**Your objective**
Where does the string "three" appear in the records? Copy every line that contains it.

BEGIN

//! Query/answer engine: retrieve passages above a score floor and ground the model on them.

use crate::{
    embedding::{EmbeddingClientError, SharedEmbeddingClient, embed_checked},
    index::{IndexError, ScoredChunk, VectorIndex},
    llm::{LanguageModelError, SharedLanguageModelClient},
};
use thiserror::Error;

/// Reply given when no passage clears the score threshold.
pub const INSUFFICIENT_CONTEXT: &str =
    "No relevant context found in the document to answer your question.";

/// Largest `k` a caller may request.
pub const MAX_K: usize = 10;

/// Errors raised while answering a question.
#[derive(Debug, Error)]
pub enum QueryError {
    /// No index has been ingested or loaded.
    #[error("No document has been ingested yet")]
    NoIndex,
    /// The request was rejected before any service call.
    #[error("Invalid request: {0}")]
    Validation(String),
    /// The question could not be embedded.
    #[error("Failed to embed question: {0}")]
    Embedding(#[from] EmbeddingClientError),
    /// The index rejected the query vector.
    #[error("Failed to search index: {0}")]
    Index(#[from] IndexError),
    /// The language model call failed.
    #[error("Failed to generate answer: {0}")]
    LanguageModel(#[from] LanguageModelError),
}

/// Per-call retrieval controls.
#[derive(Debug, Clone, Copy, PartialEq)]
pub struct RetrievalSettings {
    /// Maximum passages retrieved, in `1..=10`.
    pub k: usize,
    /// Minimum similarity a passage must reach, in `[0, 1]`.
    pub score_threshold: f32,
}

impl RetrievalSettings {
    /// Validate and build settings.
    pub fn new(k: usize, score_threshold: f32) -> Result<Self, QueryError> {
        if !(1..=MAX_K).contains(&k) {
            return Err(QueryError::Validation(format!(
                "k must be between 1 and {MAX_K}, got {k}"
            )));
        }
        if !score_threshold.is_finite() || !(0.0..=1.0).contains(&score_threshold) {
            return Err(QueryError::Validation(format!(
                "score threshold must be between 0 and 1, got {score_threshold}"
            )));
        }
        Ok(Self { k, score_threshold })
    }
}

impl Default for RetrievalSettings {
    fn default() -> Self {
        Self {
            k: 5,
            score_threshold: 0.2,
        }
    }
}

/// A reply together with the passages that grounded it.
#[derive(Debug, Clone, PartialEq)]
pub struct Answer {
    /// Text shown to the user, exactly as the model returned it.
    pub text: String,
    /// False when nothing was retrieved and [`INSUFFICIENT_CONTEXT`] was returned.
    pub grounded: bool,
    /// Retrieved passages, best first.
    pub passages: Vec<ScoredChunk>,
}

impl Answer {
    fn insufficient_context() -> Self {
        Self {
            text: INSUFFICIENT_CONTEXT.to_string(),
            grounded: false,
            passages: Vec::new(),
        }
    }
}

/// Assemble the grounded prompt: instructions, passages verbatim, then the question.
pub fn build_prompt(passages: &[ScoredChunk], question: &str) -> String {
    let context = passages
        .iter()
        .map(|passage| passage.chunk.text.as_str())
        .collect::<Vec<_>>()
        .join("\n\n");
    format!(
        "You are a helpful assistant answering questions based on the uploaded document. \
         Use only the following pieces of retrieved context to answer the question. \
         If you don't know the answer, say that you don't know. \
         Answer concisely and accurately in three sentences or less.\n\n\
         Context:\n{context}\n\n\
         Question:\n{question}\n\n\
         Answer:"
    )
}

/// Retrieval-augmented question answering over a [`VectorIndex`].
///
/// The engine keeps no retrieval defaults; `k` and the threshold arrive with every call.
pub struct AnswerEngine {
    embedding_client: SharedEmbeddingClient,
    language_model: SharedLanguageModelClient,
}

impl AnswerEngine {
    /// Bind an engine to its embedding and completion services.
    pub fn new(
        embedding_client: SharedEmbeddingClient,
        language_model: SharedLanguageModelClient,
    ) -> Self {
        Self {
            embedding_client,
            language_model,
        }
    }

    /// Answer `question` from `index`.
    ///
    /// The language model is only called when at least one passage clears the threshold.
    pub async fn ask(
        &self,
        index: Option<&VectorIndex>,
        question: &str,
        settings: RetrievalSettings,
    ) -> Result<Answer, QueryError> {
        if question.trim().is_empty() {
            return Err(QueryError::Validation("question is empty".into()));
        }
        let index = index.ok_or(QueryError::NoIndex)?;

        let mut vectors =
            embed_checked(self.embedding_client.as_ref(), vec![question.to_string()]).await?;
        let query = vectors.pop().ok_or_else(|| {
            EmbeddingClientError::InvalidResponse("no vector returned for question".into())
        })?;

        let passages = index.search(&query, settings.k, settings.score_threshold)?;
        tracing::debug!(
            k = settings.k,
            score_threshold = settings.score_threshold,
            retrieved = passages.len(),
            top_score = passages.first().map(|passage| passage.score),
            "Retrieved passages"
        );
        if passages.is_empty() {
            tracing::info!("No passage cleared the score threshold; skipping model call");
            return Ok(Answer::insufficient_context());
        }

        let prompt = build_prompt(&passages, question);
        let text = self.language_model.complete(&prompt).await?;
        tracing::info!(
            passages = passages.len(),
            answer_chars = text.chars().count(),
            "Answer generated"
        );
        Ok(Answer {
            text,
            grounded: true,
            passages,
        })
    }
}

#[cfg(test)]
mod tests {
    use super::*;
    use crate::embedding::HashingEmbeddingClient;
    use crate::index::Chunk;
    use crate::llm::LanguageModelClient;
    use async_trait::async_trait;
    use std::sync::atomic::{AtomicUsize, Ordering};
    use std::sync::{Arc, Mutex};
    use tempfile::tempdir;

    const DIMENSION: usize = 1024;

    #[derive(Default)]
    struct RecordingModel {
        calls: AtomicUsize,
        prompts: Mutex<Vec<String>>,
    }

    #[async_trait]
    impl LanguageModelClient for RecordingModel {
        async fn complete(&self, prompt: &str) -> Result<String, LanguageModelError> {
            self.calls.fetch_add(1, Ordering::SeqCst);
            self.prompts.lock().unwrap().push(prompt.to_string());
            Ok("<think>hmm</think>Paris.".into())
        }
    }

    async fn france_index(dir: &std::path::Path) -> VectorIndex {
        let embedder = HashingEmbeddingClient::new(DIMENSION);
        let texts = vec![
            "The capital of France is Paris.".to_string(),
            "Bananas are rich in potassium.".to_string(),
        ];
        let vectors = embed_checked(&embedder, texts.clone()).await.unwrap();
        let mut index = VectorIndex::create(dir);
        let chunks = texts
            .into_iter()
            .enumerate()
            .map(|(ordinal, text)| Chunk::new("facts.txt", ordinal, 0, text))
            .collect();
        index.add(chunks, vectors).unwrap();
        index
    }

    fn engine(model: Arc<RecordingModel>) -> AnswerEngine {
        AnswerEngine::new(Arc::new(HashingEmbeddingClient::new(DIMENSION)), model)
    }

    #[test]
    fn settings_validate_ranges() {
        assert!(RetrievalSettings::new(1, 0.0).is_ok());
        assert!(RetrievalSettings::new(10, 1.0).is_ok());
        assert!(matches!(
            RetrievalSettings::new(0, 0.2),
            Err(QueryError::Validation(_))
        ));
        assert!(matches!(
            RetrievalSettings::new(11, 0.2),
            Err(QueryError::Validation(_))
        ));
        assert!(RetrievalSettings::new(5, 1.5).is_err());
        assert!(RetrievalSettings::new(5, f32::NAN).is_err());
        assert_eq!(
            RetrievalSettings::default(),
            RetrievalSettings::new(5, 0.2).unwrap()
        );
    }

    #[test]
    fn prompt_contains_passages_verbatim_and_question() {
        let passages = vec![
            ScoredChunk {
                id: "a".into(),
                score: 0.9,
                chunk: Chunk::new("doc", 0, 0, "First passage."),
            },
            ScoredChunk {
                id: "b".into(),
                score: 0.5,
                chunk: Chunk::new("doc", 1, 15, "Second passage."),
            },
        ];
        let prompt = build_prompt(&passages, "What comes first?");
        assert!(prompt.contains("Context:\nFirst passage.\n\nSecond passage.\n\n"));
        assert!(prompt.contains("Question:\nWhat comes first?"));
        assert!(prompt.contains("three sentences or less"));
    }

    #[tokio::test]
    async fn answers_from_retrieved_context() {
        let dir = tempdir().unwrap();
        let index = france_index(dir.path()).await;
        let model = Arc::new(RecordingModel::default());

        let answer = engine(model.clone())
            .ask(
                Some(&index),
                "What is the capital of France?",
                RetrievalSettings::default(),
            )
            .await
            .unwrap();

        assert!(answer.grounded);
        assert_eq!(answer.text, "<think>hmm</think>Paris.");
        assert_eq!(answer.passages[0].chunk.text, "The capital of France is Paris.");
        assert_eq!(model.calls.load(Ordering::SeqCst), 1);
        let prompts = model.prompts.lock().unwrap();
        assert!(prompts[0].contains("The capital of France is Paris."));
        assert!(!prompts[0].contains("Bananas"));
    }

    #[tokio::test]
    async fn missing_index_never_calls_model() {
        let model = Arc::new(RecordingModel::default());
        let error = engine(model.clone())
            .ask(None, "Anything?", RetrievalSettings::default())
            .await
            .unwrap_err();
        assert!(matches!(error, QueryError::NoIndex));
        assert_eq!(model.calls.load(Ordering::SeqCst), 0);
    }

    #[tokio::test]
    async fn empty_retrieval_returns_fixed_reply_without_model_call() {
        let dir = tempdir().unwrap();
        let index = france_index(dir.path()).await;
        let model = Arc::new(RecordingModel::default());

        let answer = engine(model.clone())
            .ask(
                Some(&index),
                "Quantum chromodynamics lattice gauge",
                RetrievalSettings::new(5, 0.9).unwrap(),
            )
            .await
            .unwrap();

        assert!(!answer.grounded);
        assert_eq!(answer.text, INSUFFICIENT_CONTEXT);
        assert!(answer.passages.is_empty());
        assert_eq!(model.calls.load(Ordering::SeqCst), 0);
    }

    #[tokio::test]
    async fn blank_question_is_rejected_before_any_call() {
        let model = Arc::new(RecordingModel::default());
        let error = engine(model.clone())
            .ask(None, "   ", RetrievalSettings::default())
            .await
            .unwrap_err();
        assert!(matches!(error, QueryError::Validation(_)));
        assert_eq!(model.calls.load(Ordering::SeqCst), 0);
    }
}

END

**Written response**
         Answer concisely and accurately in three sentences or less.\n\n\
        assert!(prompt.contains("three sentences or less"));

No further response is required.